When crises strike — earthquakes, floods, disasters — the team deploys to some of Afghanistan’s most remote regions, setting up care on the ground where organized medical response is scarce and skilled clinicians are rarely present.
This is not a program with a fixed schedule. It is a team that shows up whenever and wherever it is needed.
The hospital that stays ready
At the center of it all is the Kabul hospital — a place of healing for 21 years and counting. Patients have arrived here with conditions they have carried for years, injuries sustained in the hardest circumstances, needs that had nowhere else to go. Our Kabul hospital’s 323-member Afghan team is the reason it stays ready. Their commitment, in the face of conditions that test every assumption about what is possible, is what keeps the doors open and the operating rooms running.

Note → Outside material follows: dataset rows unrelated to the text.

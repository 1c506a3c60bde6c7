//! CPAL-backed implementation of the capture traits.

use super::device::{DeviceDescriptor, DeviceTarget, OpenCandidate};
use super::dispatch::{f32_to_i16, u16_to_i16, FrameDispatcher};
use super::{AudioBackend, AudioFrame, CaptureError, CaptureStream, StreamConfig, StreamReadError};
use cpal::traits::{DeviceTrait, HostTrait, StreamTrait};
use cpal::{SampleFormat, SupportedStreamConfigRange};
use crossbeam_channel::{bounded, Receiver, RecvTimeoutError};
use std::sync::atomic::{AtomicBool, AtomicUsize, Ordering};
use std::sync::Arc;
use std::time::Duration;

/// Frames buffered between the driver callback and the reader before drops start.
const DEFAULT_QUEUE_FRAMES: usize = 32;

pub struct CpalBackend {
    host: cpal::Host,
    read_timeout: Duration,
    queue_frames: usize,
}

impl CpalBackend {
    pub fn new(read_timeout: Duration) -> Self {
        Self {
            host: cpal::default_host(),
            read_timeout,
            queue_frames: DEFAULT_QUEUE_FRAMES,
        }
    }

    pub fn host_name(&self) -> &'static str {
        self.host.id().name()
    }

    fn device_for(&self, target: DeviceTarget) -> Result<cpal::Device, CaptureError> {
        match target {
            DeviceTarget::SystemDefault => {
                self.host
                    .default_input_device()
                    .ok_or_else(|| CaptureError::DeviceOpen {
                        target: target.to_string(),
                        reason: "no default input device".to_string(),
                    })
            }
            DeviceTarget::Index(index) => self
                .host
                .input_devices()
                .map_err(|err| CaptureError::DeviceOpen {
                    target: target.to_string(),
                    reason: format!("device list unavailable: {err}"),
                })?
                .nth(index)
                .ok_or_else(|| CaptureError::DeviceOpen {
                    target: target.to_string(),
                    reason: "device index no longer present".to_string(),
                }),
        }
    }
}

fn max_input_channels(device: &cpal::Device) -> u16 {
    device
        .supported_input_configs()
        .map(|configs| configs.map(|c| c.channels()).max().unwrap_or(0))
        .unwrap_or(0)
}

fn matching_range(
    device: &cpal::Device,
    config: &StreamConfig,
) -> Result<SupportedStreamConfigRange, String> {
    let ranges = device
        .supported_input_configs()
        .map_err(|err| err.to_string())?;
    let mut fallback = None;
    for range in ranges {
        if range.channels() != config.channels
            || range.min_sample_rate().0 > config.sample_rate
            || range.max_sample_rate().0 < config.sample_rate
        {
            continue;
        }
        // Prefer formats that need no conversion.
        if range.sample_format() == SampleFormat::I16 {
            return Ok(range);
        }
        fallback.get_or_insert(range);
    }
    fallback.ok_or_else(|| {
        format!(
            "no {} ch configuration at {} Hz",
            config.channels, config.sample_rate
        )
    })
}

impl AudioBackend for CpalBackend {
    type Stream = CpalStream;

    fn enumerate(&self) -> Result<Vec<DeviceDescriptor>, CaptureError> {
        let default_name = self
            .host
            .default_input_device()
            .and_then(|device| device.name().ok());
        let devices = self
            .host
            .input_devices()
            .map_err(|err| CaptureError::Enumeration(err.to_string()))?;
        Ok(devices
            .enumerate()
            .map(|(index, device)| {
                let name = device
                    .name()
                    .unwrap_or_else(|_| format!("input device {index}"));
                DeviceDescriptor {
                    index,
                    is_default: default_name.as_deref() == Some(name.as_str()),
                    max_input_channels: max_input_channels(&device),
                    name,
                }
            })
            .collect())
    }

    fn open(
        &self,
        candidate: &OpenCandidate,
        config: &StreamConfig,
    ) -> Result<CpalStream, CaptureError> {
        let open_error = |reason: String| CaptureError::DeviceOpen {
            target: candidate.to_string(),
            reason,
        };
        let device = self.device_for(candidate.target)?;
        let range = matching_range(&device, config).map_err(open_error)?;
        let format = range.sample_format();
        let device_config = cpal::StreamConfig {
            channels: config.channels,
            sample_rate: cpal::SampleRate(config.sample_rate),
            buffer_size: cpal::BufferSize::Default,
        };

        let (sender, receiver) = bounded::<Vec<i16>>(self.queue_frames.max(1));
        let dropped = Arc::new(AtomicUsize::new(0));
        let disconnected = Arc::new(AtomicBool::new(false));
        let mut dispatcher =
            FrameDispatcher::new(config.samples_per_frame(), sender, dropped.clone());

        let err_flag = disconnected.clone();
        let err_fn = move |err: cpal::StreamError| {
            tracing::warn!(error = %err, "audio stream error");
            if matches!(err, cpal::StreamError::DeviceNotAvailable) {
                err_flag.store(true, Ordering::Relaxed);
            }
        };

        let stream = match format {
            SampleFormat::I16 => device.build_input_stream(
                &device_config,
                move |data: &[i16], _| dispatcher.push(data, |sample| sample),
                err_fn,
                None,
            ),
            SampleFormat::F32 => device.build_input_stream(
                &device_config,
                move |data: &[f32], _| dispatcher.push(data, f32_to_i16),
                err_fn,
                None,
            ),
            SampleFormat::U16 => device.build_input_stream(
                &device_config,
                move |data: &[u16], _| dispatcher.push(data, u16_to_i16),
                err_fn,
                None,
            ),
            other => return Err(open_error(format!("unsupported sample format: {other:?}"))),
        }
        .map_err(|err| open_error(err.to_string()))?;

        stream.play().map_err(|err| open_error(err.to_string()))?;
        tracing::debug!(
            %candidate,
            format = ?format,
            sample_rate = config.sample_rate,
            frame_size = config.frame_size,
            "capture stream opened"
        );

        Ok(CpalStream {
            stream: Some(stream),
            receiver,
            config: *config,
            read_timeout: self.read_timeout,
            dropped,
            disconnected,
        })
    }
}

pub struct CpalStream {
    stream: Option<cpal::Stream>,
    receiver: Receiver<Vec<i16>>,
    config: StreamConfig,
    read_timeout: Duration,
    dropped: Arc<AtomicUsize>,
    disconnected: Arc<AtomicBool>,
}

impl CaptureStream for CpalStream {
    fn config(&self) -> &StreamConfig {
        &self.config
    }

    fn read_frame(&mut self) -> Result<AudioFrame, StreamReadError> {
        if self.stream.is_none() {
            return Err(StreamReadError::Closed);
        }
        if self.disconnected.load(Ordering::Relaxed) {
            return Err(StreamReadError::Disconnected);
        }
        match self.receiver.recv_timeout(self.read_timeout) {
            Ok(samples) => Ok(AudioFrame::new(samples, self.config.channels)),
            Err(RecvTimeoutError::Timeout) => Err(StreamReadError::Timeout(self.read_timeout)),
            Err(RecvTimeoutError::Disconnected) => Err(StreamReadError::Disconnected),
        }
    }

    fn close(&mut self) {
        let Some(stream) = self.stream.take() else {
            return;
        };
        if let Err(err) = stream.pause() {
            tracing::debug!(error = %err, "failed to pause audio stream");
        }
        drop(stream);
        while self.receiver.try_recv().is_ok() {}
        tracing::debug!(dropped = self.dropped_frames(), "capture stream closed");
    }

    fn is_closed(&self) -> bool {
        self.stream.is_none()
    }

    fn dropped_frames(&self) -> usize {
        self.dropped.load(Ordering::Relaxed)
    }
}

impl Drop for CpalStream {
    fn drop(&mut self) {
        self.close();
    }
}
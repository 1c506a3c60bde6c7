use crossbeam_channel::{Sender, TrySendError};
use std::sync::{
    atomic::{AtomicUsize, Ordering},
    Arc,
};

/// Average interleaved channels into mono, rounding half away from zero.
pub fn downmix_to_mono(samples: &[i16], channels: usize) -> Vec<i16> {
    if channels <= 1 {
        return samples.to_vec();
    }
    samples
        .chunks(channels)
        .map(|frame| {
            let sum: i32 = frame.iter().map(|&s| i32::from(s)).sum();
            let mean = (f64::from(sum) / frame.len() as f64).round();
            mean.clamp(f64::from(i16::MIN), f64::from(i16::MAX)) as i16
        })
        .collect()
}

/// Re-chunks driver callbacks into fixed-size interleaved frames.
///
/// Runs on the audio callback thread, so it never blocks: when the consumer falls
/// behind, whole frames are dropped and counted instead.
pub(super) struct FrameDispatcher {
    frame_samples: usize,
    pending: Vec<i16>,
    sender: Sender<Vec<i16>>,
    dropped: Arc<AtomicUsize>,
}

impl FrameDispatcher {
    pub(super) fn new(
        frame_samples: usize,
        sender: Sender<Vec<i16>>,
        dropped: Arc<AtomicUsize>,
    ) -> Self {
        Self {
            frame_samples: frame_samples.max(1),
            pending: Vec::with_capacity(frame_samples),
            sender,
            dropped,
        }
    }

    pub(super) fn push<T, F>(&mut self, data: &[T], mut convert: F)
    where
        T: Copy,
        F: FnMut(T) -> i16,
    {
        self.pending.extend(data.iter().copied().map(&mut convert));

        while self.pending.len() >= self.frame_samples {
            let frame: Vec<i16> = self.pending.drain(..self.frame_samples).collect();
            if let Err(err) = self.sender.try_send(frame) {
                match err {
                    TrySendError::Full(_) => {
                        self.dropped.fetch_add(1, Ordering::Relaxed);
                    }
                    TrySendError::Disconnected(_) => {
                        self.pending.clear();
                        break;
                    }
                }
            }
        }
    }
}

pub(super) fn f32_to_i16(sample: f32) -> i16 {
    (sample.clamp(-1.0, 1.0) * 32_767.0).round() as i16
}

pub(super) fn u16_to_i16(sample: u16) -> i16 {
    (i32::from(sample) - 32_768) as i16
}
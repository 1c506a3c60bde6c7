use super::defaults::{
    ISO_639_1_CODES, MAX_COMMAND_BYTES, MAX_DEVICE_TOKENS, MAX_RECORDING_HARD_LIMIT_MS,
};
use super::{AppConfig, CapturePipelineConfig, TranscriberKind, TriggerEngine};
use crate::audio::{ArbiterConfig, DevicePolicy, VadConfig};
use anyhow::{anyhow, bail, Context, Result};
use clap::Parser;
use std::time::Duration;

impl AppConfig {
    /// Parse CLI arguments and validate them right away.
    pub fn parse_args() -> Result<Self> {
        let mut config = Self::parse();
        config.validate()?;
        Ok(config)
    }

    /// Check CLI values and normalize paths.
    pub fn validate(&mut self) -> Result<()> {
        if !(8_000..=48_000).contains(&self.sample_rate) {
            bail!(
                "--sample-rate must be between 8000 and 48000 Hz, got {}",
                self.sample_rate
            );
        }
        if !(64..=8_192).contains(&self.frame_size) {
            bail!(
                "--frame-size must be between 64 and 8192 samples, got {}",
                self.frame_size
            );
        }
        if self.max_recording_ms == 0 || self.max_recording_ms > MAX_RECORDING_HARD_LIMIT_MS {
            bail!(
                "--max-recording-ms must be between 1 and {MAX_RECORDING_HARD_LIMIT_MS} ms, got {}",
                self.max_recording_ms
            );
        }
        if self.silence_ms < 100 || self.silence_ms > self.max_recording_ms {
            bail!(
                "--silence-ms must be >=100 and <= --max-recording-ms ({})",
                self.max_recording_ms
            );
        }
        if !(0.0..=f32::from(i16::MAX)).contains(&self.volume_threshold) {
            bail!(
                "--volume-threshold must be between 0 and 32767, got {}",
                self.volume_threshold
            );
        }
        if self.calibration_frames > 50 {
            bail!(
                "--calibration-frames must be between 0 and 50, got {}",
                self.calibration_frames
            );
        }
        if !(1.0..=20.0).contains(&self.calibration_multiplier) {
            bail!(
                "--calibration-multiplier must be between 1.0 and 20.0, got {}",
                self.calibration_multiplier
            );
        }
        if self.settle_delay_ms > 5_000 {
            bail!(
                "--settle-delay-ms must be at most 5000, got {}",
                self.settle_delay_ms
            );
        }
        if !(100..=60_000).contains(&self.lease_wait_ms) {
            bail!(
                "--lease-wait-ms must be between 100 and 60000, got {}",
                self.lease_wait_ms
            );
        }
        if !(10..=10_000).contains(&self.read_timeout_ms) {
            bail!(
                "--read-timeout-ms must be between 10 and 10000, got {}",
                self.read_timeout_ms
            );
        }
        if !(1..=100).contains(&self.max_read_errors) {
            bail!(
                "--max-read-errors must be between 1 and 100, got {}",
                self.max_read_errors
            );
        }
        if self.retry_backoff_ms > 60_000 {
            bail!(
                "--retry-backoff-ms must be at most 60000, got {}",
                self.retry_backoff_ms
            );
        }
        if !(1.0..=100.0).contains(&self.trigger_energy_ratio) {
            bail!(
                "--trigger-energy-ratio must be between 1.0 and 100.0, got {}",
                self.trigger_energy_ratio
            );
        }
        if !(0.0..=f32::from(i16::MAX)).contains(&self.trigger_floor) {
            bail!(
                "--trigger-floor must be between 0 and 32767, got {}",
                self.trigger_floor
            );
        }
        for (flag, value) in [
            ("--stt-timeout-ms", self.stt_timeout_ms),
            ("--speak-timeout-ms", self.speak_timeout_ms),
            ("--ai-timeout-ms", self.ai_timeout_ms),
        ] {
            if !(100..=300_000).contains(&value) {
                bail!("{flag} must be between 100 and 300000, got {value}");
            }
        }

        self.hardware_tokens = normalize_tokens(&self.hardware_tokens, "--hardware-token")?;
        self.audio_server_tokens =
            normalize_tokens(&self.audio_server_tokens, "--audio-server-token")?;
        self.wake_words = normalize_tokens(&self.wake_words, "--wake-word")?;
        if self.trigger_engine == TriggerEngine::Keyword && self.wake_words.is_empty() {
            bail!("--trigger-engine keyword needs at least one --wake-word");
        }

        validate_command(&self.speak_cmd, "--speak-cmd")?;
        for cmd in &self.fallback_speak_cmds {
            validate_command(cmd, "--fallback-speak-cmd")?;
        }
        if let Some(cmd) = &self.stt_cmd {
            validate_command(cmd, "--stt-cmd")?;
        }
        if let Some(cmd) = &self.ai_cmd {
            validate_command(cmd, "--ai-cmd")?;
        }

        match self.transcriber {
            TranscriberKind::Command => {
                if self.trigger_engine == TriggerEngine::Keyword && self.stt_cmd.is_none() {
                    bail!("--trigger-engine keyword with --transcriber command needs --stt-cmd");
                }
            }
            TranscriberKind::Whisper => {
                #[cfg(not(feature = "whisper"))]
                {
                    bail!("--transcriber whisper requires building with the 'whisper' feature");
                }
                #[cfg(feature = "whisper")]
                {
                    let Some(model) = &mut self.whisper_model_path else {
                        bail!("--transcriber whisper requires --whisper-model-path");
                    };
                    // Store a canonical absolute path for the model loader.
                    *model = model.canonicalize().with_context(|| {
                        format!("whisper model path '{}' does not exist", model.display())
                    })?;
                }
            }
        }
        if let Some(model) = &self.whisper_model_path {
            if !model.exists() {
                bail!("whisper model path '{}' does not exist", model.display());
            }
        }

        if self.lang.trim().is_empty() {
            bail!("--lang must not be empty");
        }
        if !self.lang.eq_ignore_ascii_case("auto") {
            if !self
                .lang
                .chars()
                .all(|ch| ch.is_ascii_alphabetic() || ch == '-' || ch == '_')
            {
                bail!("--lang must contain only alphabetic characters or '-'/'_' separators");
            }
            // Allow locale-style values but only check the leading ISO-639-1 code.
            let lang_primary = self
                .lang
                .split(['-', '_'])
                .next()
                .unwrap_or("")
                .to_ascii_lowercase();
            if !ISO_639_1_CODES.contains(&lang_primary.as_str()) {
                bail!(
                    "--lang must start with a valid ISO-639-1 code or be 'auto', got '{}'",
                    self.lang
                );
            }
        }

        Ok(())
    }

    /// Snapshot the CLI-controlled capture settings for downstream consumers.
    pub fn capture_pipeline_config(&self) -> CapturePipelineConfig {
        CapturePipelineConfig {
            sample_rate: self.sample_rate,
            frame_size: self.frame_size,
            silence_ms: self.silence_ms,
            max_recording_ms: self.max_recording_ms,
            volume_threshold: self.volume_threshold,
            calibration_frames: self.calibration_frames,
            calibration_multiplier: self.calibration_multiplier,
            settle_delay_ms: self.settle_delay_ms,
            lease_wait_ms: self.lease_wait_ms,
            read_timeout_ms: self.read_timeout_ms,
            max_read_errors: self.max_read_errors,
            retry_backoff_ms: self.retry_backoff_ms,
        }
    }

    pub fn device_policy(&self) -> DevicePolicy {
        DevicePolicy {
            preferred_index: self.input_device_index,
            hardware_tokens: self.hardware_tokens.clone(),
            audio_server_tokens: self.audio_server_tokens.clone(),
            fallback_index: self.fallback_device_index,
        }
    }

    /// Split a validated command line into program and arguments.
    pub fn command_argv(value: &str) -> Result<Vec<String>> {
        let argv = shell_words::split(value)
            .map_err(|err| anyhow!("failed to parse command '{value}': {err}"))?;
        if argv.is_empty() {
            bail!("command must not be empty");
        }
        Ok(argv)
    }
}

impl From<&CapturePipelineConfig> for ArbiterConfig {
    fn from(cfg: &CapturePipelineConfig) -> Self {
        Self {
            settle_delay: Duration::from_millis(cfg.settle_delay_ms),
            lease_wait: Duration::from_millis(cfg.lease_wait_ms),
        }
    }
}

impl CapturePipelineConfig {
    pub fn vad_config(&self) -> VadConfig {
        VadConfig::from(self)
    }

    pub fn read_timeout(&self) -> Duration {
        Duration::from_millis(self.read_timeout_ms)
    }

    pub fn retry_backoff(&self) -> Duration {
        Duration::from_millis(self.retry_backoff_ms)
    }
}

/// Trim, lowercase, and dedupe name tokens; empty entries are dropped.
pub(super) fn normalize_tokens(values: &[String], flag: &str) -> Result<Vec<String>> {
    let mut tokens: Vec<String> = Vec::with_capacity(values.len());
    for value in values {
        let token = value.trim().to_lowercase();
        if token.is_empty() || tokens.contains(&token) {
            continue;
        }
        if token.len() > 64 || token.chars().any(char::is_control) {
            bail!("{flag} values must be <=64 characters with no control characters");
        }
        tokens.push(token);
    }
    if tokens.len() > MAX_DEVICE_TOKENS {
        bail!(
            "{flag} repeated too many times (max {MAX_DEVICE_TOKENS}, got {})",
            tokens.len()
        );
    }
    Ok(tokens)
}

/// Commands are split with shell quoting rules but never run through a shell.
pub(super) fn validate_command(value: &str, flag: &str) -> Result<()> {
    if value.len() > MAX_COMMAND_BYTES {
        bail!("{flag} exceeds {MAX_COMMAND_BYTES} bytes");
    }
    if value.chars().any(|ch| matches!(ch, '\n' | '\r' | '\0')) {
        bail!("{flag} must be a single line");
    }
    AppConfig::command_argv(value).with_context(|| format!("invalid {flag}"))?;
    Ok(())
}
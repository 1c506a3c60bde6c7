pub mod assistant;
pub mod audio;
pub mod config;
mod lock;
pub mod logging;
pub mod stt;
pub mod telemetry;
pub mod trigger;
pub mod voice;

pub(crate) use lock::lock_or_recover;
pub use voice::{CycleOutcome, InteractionLoop};
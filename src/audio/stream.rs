use super::device::{DeviceDescriptor, OpenCandidate};
use super::meter::peak_amplitude;
use super::{CaptureError, StreamReadError};
use serde::Serialize;
use std::time::Duration;

/// Shape of an open capture stream. Samples are always signed 16-bit.
#[derive(Debug, Clone, Copy, PartialEq, Eq, Serialize)]
pub struct StreamConfig {
    pub sample_rate: u32,
    pub channels: u16,
    pub frame_size: usize,
}

impl StreamConfig {
    pub fn new(sample_rate: u32, channels: u16, frame_size: usize) -> Self {
        Self {
            sample_rate,
            channels: channels.max(1),
            frame_size: frame_size.max(1),
        }
    }

    /// Interleaved samples delivered by one `read_frame` call.
    pub fn samples_per_frame(&self) -> usize {
        self.frame_size * usize::from(self.channels)
    }

    pub fn frame_duration(&self) -> Duration {
        let nanos = (self.frame_size as u64).saturating_mul(1_000_000_000);
        Duration::from_nanos(nanos / u64::from(self.sample_rate.max(1)))
    }
}

/// One block of interleaved PCM read from a stream.
#[derive(Debug, Clone, PartialEq, Eq)]
pub struct AudioFrame {
    samples: Vec<i16>,
    channels: u16,
}

impl AudioFrame {
    pub fn new(samples: Vec<i16>, channels: u16) -> Self {
        Self {
            samples,
            channels: channels.max(1),
        }
    }

    /// Zero-filled frame used in place of a read that failed transiently.
    pub fn silent(config: &StreamConfig) -> Self {
        Self::new(vec![0; config.samples_per_frame()], config.channels)
    }

    pub fn samples(&self) -> &[i16] {
        &self.samples
    }

    pub fn channels(&self) -> u16 {
        self.channels
    }

    pub fn len(&self) -> usize {
        self.samples.len()
    }

    pub fn is_empty(&self) -> bool {
        self.samples.is_empty()
    }

    /// Largest absolute sample value across all channels.
    pub fn peak_amplitude(&self) -> u16 {
        peak_amplitude(&self.samples)
    }
}

/// An open capture handle owned by exactly one consumer.
pub trait CaptureStream {
    fn config(&self) -> &StreamConfig;

    /// Block until one full frame is available.
    fn read_frame(&mut self) -> Result<AudioFrame, StreamReadError>;

    /// Release the hardware handle. Must be idempotent and must not return until the
    /// device is free for the next opener.
    fn close(&mut self);

    fn is_closed(&self) -> bool;

    /// Frames discarded because the consumer fell behind the driver.
    fn dropped_frames(&self) -> usize {
        0
    }
}

/// Host audio layer: device enumeration plus stream creation.
pub trait AudioBackend {
    type Stream: CaptureStream;

    fn enumerate(&self) -> Result<Vec<DeviceDescriptor>, CaptureError>;

    fn open(
        &self,
        candidate: &OpenCandidate,
        config: &StreamConfig,
    ) -> Result<Self::Stream, CaptureError>;
}
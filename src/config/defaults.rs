pub const DEFAULT_SAMPLE_RATE: u32 = crate::audio::DEFAULT_SAMPLE_RATE;
pub const DEFAULT_FRAME_SIZE: usize = crate::audio::DEFAULT_FRAME_SIZE;
pub const DEFAULT_SILENCE_MS: u64 = 2_000;
pub const DEFAULT_MAX_RECORDING_MS: u64 = 30_000;
pub const DEFAULT_VOLUME_THRESHOLD: f32 = 50.0;
pub const DEFAULT_CALIBRATION_FRAMES: usize = 3;
pub const DEFAULT_CALIBRATION_MULTIPLIER: f32 = 3.0;
pub const DEFAULT_SETTLE_DELAY_MS: u64 = 100;
pub const DEFAULT_LEASE_WAIT_MS: u64 = 5_000;
pub const DEFAULT_READ_TIMEOUT_MS: u64 = 1_000;
pub const DEFAULT_MAX_READ_ERRORS: usize = 5;
pub const DEFAULT_RETRY_BACKOFF_MS: u64 = 500;
pub const DEFAULT_FALLBACK_DEVICE_INDEX: usize = 0;
pub const DEFAULT_TRIGGER_ENERGY_RATIO: f32 = 3.0;
pub const DEFAULT_TRIGGER_FLOOR: f32 = 500.0;
pub const DEFAULT_STT_TIMEOUT_MS: u64 = 60_000;
pub const DEFAULT_SPEAK_TIMEOUT_MS: u64 = 10_000;
pub const DEFAULT_AI_TIMEOUT_MS: u64 = 30_000;
pub const DEFAULT_AI_HISTORY: usize = 10;
pub const DEFAULT_SPEAK_CMD: &str = "espeak -a 200 -s 150";
pub const DEFAULT_WAKE_WORD: &str = "hey pi";

pub(super) const MAX_RECORDING_HARD_LIMIT_MS: u64 = 120_000;
pub(super) const MAX_COMMAND_BYTES: usize = 4 * 1024;
pub(super) const MAX_DEVICE_TOKENS: usize = 16;
pub(super) const ISO_639_1_CODES: &[&str] = &[
    "af", "am", "ar", "az", "be", "bg", "bn", "bs", "ca", "cs", "cy", "da", "de", "el", "en", "es",
    "et", "eu", "fa", "fi", "fil", "fr", "ga", "gl", "gu", "he", "hi", "hr", "hu", "hy", "id",
    "is", "it", "ja", "jv", "ka", "kk", "km", "kn", "ko", "lo", "lt", "lv", "mk", "ml", "mn", "mr",
    "ms", "my", "ne", "nl", "no", "pa", "pl", "pt", "ro", "ru", "si", "sk", "sl", "sq", "sr", "sv",
    "sw", "ta", "te", "th", "tr", "uk", "ur", "vi", "zh",
];
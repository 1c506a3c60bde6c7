//! Voice assistant entrypoint: wires the microphone, trigger, transcriber, handlers, and
//! speech output into one interaction loop.

mod cli_utils;

use anyhow::{bail, Context, Result};
use std::sync::atomic::{AtomicBool, Ordering};
use std::sync::Arc;
use std::time::Duration;
use voice_assistant::assistant::{
    AiResponder, AssistantContext, CommandResponder, CommandSpeaker, GeneralCommands,
    HandlerChain, SpeakerChain, Transcriber,
};
use voice_assistant::audio::{
    ArbiterConfig, CaptureArbiter, CpalBackend, SystemClock, VoiceActivityRecorder,
};
use voice_assistant::config::{AppConfig, TranscriberKind, TriggerEngine};
use voice_assistant::stt::CommandTranscriber;
use voice_assistant::trigger::{EnergyTrigger, KeywordTrigger, TriggerDetector, TriggerModel};
use voice_assistant::{logging, telemetry, InteractionLoop};

use crate::cli_utils::list_input_devices;

fn build_transcriber(config: &AppConfig) -> Result<Arc<dyn Transcriber>> {
    match config.transcriber {
        TranscriberKind::Command => {
            let Some(cmd) = &config.stt_cmd else {
                bail!("--stt-cmd (or VOICE_ASSISTANT_STT_CMD) is required with --transcriber command");
            };
            Ok(Arc::new(CommandTranscriber::new(
                AppConfig::command_argv(cmd)?,
                Duration::from_millis(config.stt_timeout_ms),
            )))
        }
        #[cfg(feature = "whisper")]
        TranscriberKind::Whisper => {
            let Some(model) = &config.whisper_model_path else {
                bail!("--transcriber whisper requires --whisper-model-path");
            };
            Ok(Arc::new(voice_assistant::stt::WhisperTranscriber::new(
                model,
                &config.lang,
            )?))
        }
        #[cfg(not(feature = "whisper"))]
        TranscriberKind::Whisper => {
            bail!("--transcriber whisper requires building with the 'whisper' feature")
        }
    }
}

fn build_speaker(config: &AppConfig) -> Result<SpeakerChain> {
    let timeout = Duration::from_millis(config.speak_timeout_ms);
    let primary = CommandSpeaker::new(AppConfig::command_argv(&config.speak_cmd)?, timeout);
    let mut chain = SpeakerChain::new().with(primary);
    for cmd in &config.fallback_speak_cmds {
        chain = chain.with(CommandSpeaker::new(AppConfig::command_argv(cmd)?, timeout));
    }
    Ok(chain)
}

fn build_ai(config: &AppConfig) -> Result<Option<Box<dyn AiResponder>>> {
    let Some(cmd) = &config.ai_cmd else {
        return Ok(None);
    };
    let responder = CommandResponder::new(
        AppConfig::command_argv(cmd)?,
        Duration::from_millis(config.ai_timeout_ms),
    )
    .with_history_limit(config.ai_history);
    Ok(Some(Box::new(responder)))
}

fn build_trigger(config: &AppConfig, transcriber: &Arc<dyn Transcriber>) -> Box<dyn TriggerModel> {
    match config.trigger_engine {
        TriggerEngine::Energy => Box::new(EnergyTrigger::new(
            config.sample_rate,
            config.frame_size,
            config.trigger_energy_ratio,
            config.trigger_floor,
        )),
        TriggerEngine::Keyword => Box::new(KeywordTrigger::new(
            Arc::clone(transcriber),
            config.wake_words.clone(),
            config.sample_rate,
            config.frame_size,
            config.trigger_floor,
        )),
    }
}

fn main() -> Result<()> {
    let config = AppConfig::parse_args()?;
    if config.list_input_devices {
        return list_input_devices(&config);
    }

    telemetry::init_tracing(&config)?;
    logging::install_panic_hook(&config);

    let pipeline = config.capture_pipeline_config();
    let backend = CpalBackend::new(pipeline.read_timeout());
    tracing::info!(host = backend.host_name(), "audio host selected");
    let arbiter = CaptureArbiter::new(
        backend,
        config.device_policy(),
        ArbiterConfig::from(&pipeline),
        Arc::new(SystemClock::new()),
    );

    let transcriber = build_transcriber(&config)?;
    let context = AssistantContext {
        transcriber: Arc::clone(&transcriber),
        handlers: HandlerChain::new().with(GeneralCommands::new()),
        ai: build_ai(&config)?,
        speaker: Box::new(build_speaker(&config)?),
        log_content: config.log_content,
    };
    let recorder =
        VoiceActivityRecorder::new(pipeline.vad_config(), pipeline.sample_rate, pipeline.frame_size);

    let stop = Arc::new(AtomicBool::new(false));
    let signal_stop = Arc::clone(&stop);
    ctrlc::set_handler(move || {
        tracing::info!("shutdown requested");
        signal_stop.store(true, Ordering::Relaxed);
    })
    .context("failed to install the shutdown handler")?;

    let detector =
        TriggerDetector::new(build_trigger(&config, &transcriber)).with_cancel(Arc::clone(&stop));
    let mut assistant =
        InteractionLoop::new(arbiter, detector, recorder, context, pipeline.retry_backoff());
    assistant.run(&stop);
    Ok(())
}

Much of our most critical surgical work is possible thanks to two enduring partnerships.
Since 2009, the Fistula Foundation has funded more than 2,440 fistula surgeries at our hospital, free of charge to patients who would otherwise have no access to this care. Obstetric fistula is one of the most devastating and isolating conditions a woman can experience, and it is almost entirely preventable with skilled birth attendance. When prevention fails, surgery can restore a woman’s health and dignity. The Fistula Foundation’s generosity has reached far beyond the operating room: their grants have covered patient and family transportation, hospital infrastructure improvements, staff salaries, and a landmark training workshop that brought 70 midwives from all 34 Afghan provinces together to build awareness and prevention skills.
Since 2006, Smile Train has funded free cleft surgery more than 15,224 patients at our hospital. For children born with a cleft lip or palate, this surgery is life-changing — affecting their ability to eat, speak, and move through the world without stigma. Smile Train’s grants also fund the ongoing training of Afghan plastic surgeons and have supported the development of nutritional and speech therapy programs that address what surgery alone cannot fix. Year after year, their commitment has allowed this work to grow.
Neither of these programs would exist at the scale they do without our partnerships with Fistula Foundation and Smile Train. We do not take that lightly.
There is one more factor behind this volume and consistency of complex surgical work: this hospital has functioned as a teaching hospital from the start. That long-term investment in training means the Afghan surgical team is not simply performing procedures — they are building and passing on expertise. Each surgeon trained here becomes a source of knowledge for the next. That depth is what makes it possible to perform high-quality, complex surgery at scale, year after year, and to keep raising the standard of care rather than simply maintaining it. It is not a side benefit of how we work. It is a core pillar of our approach.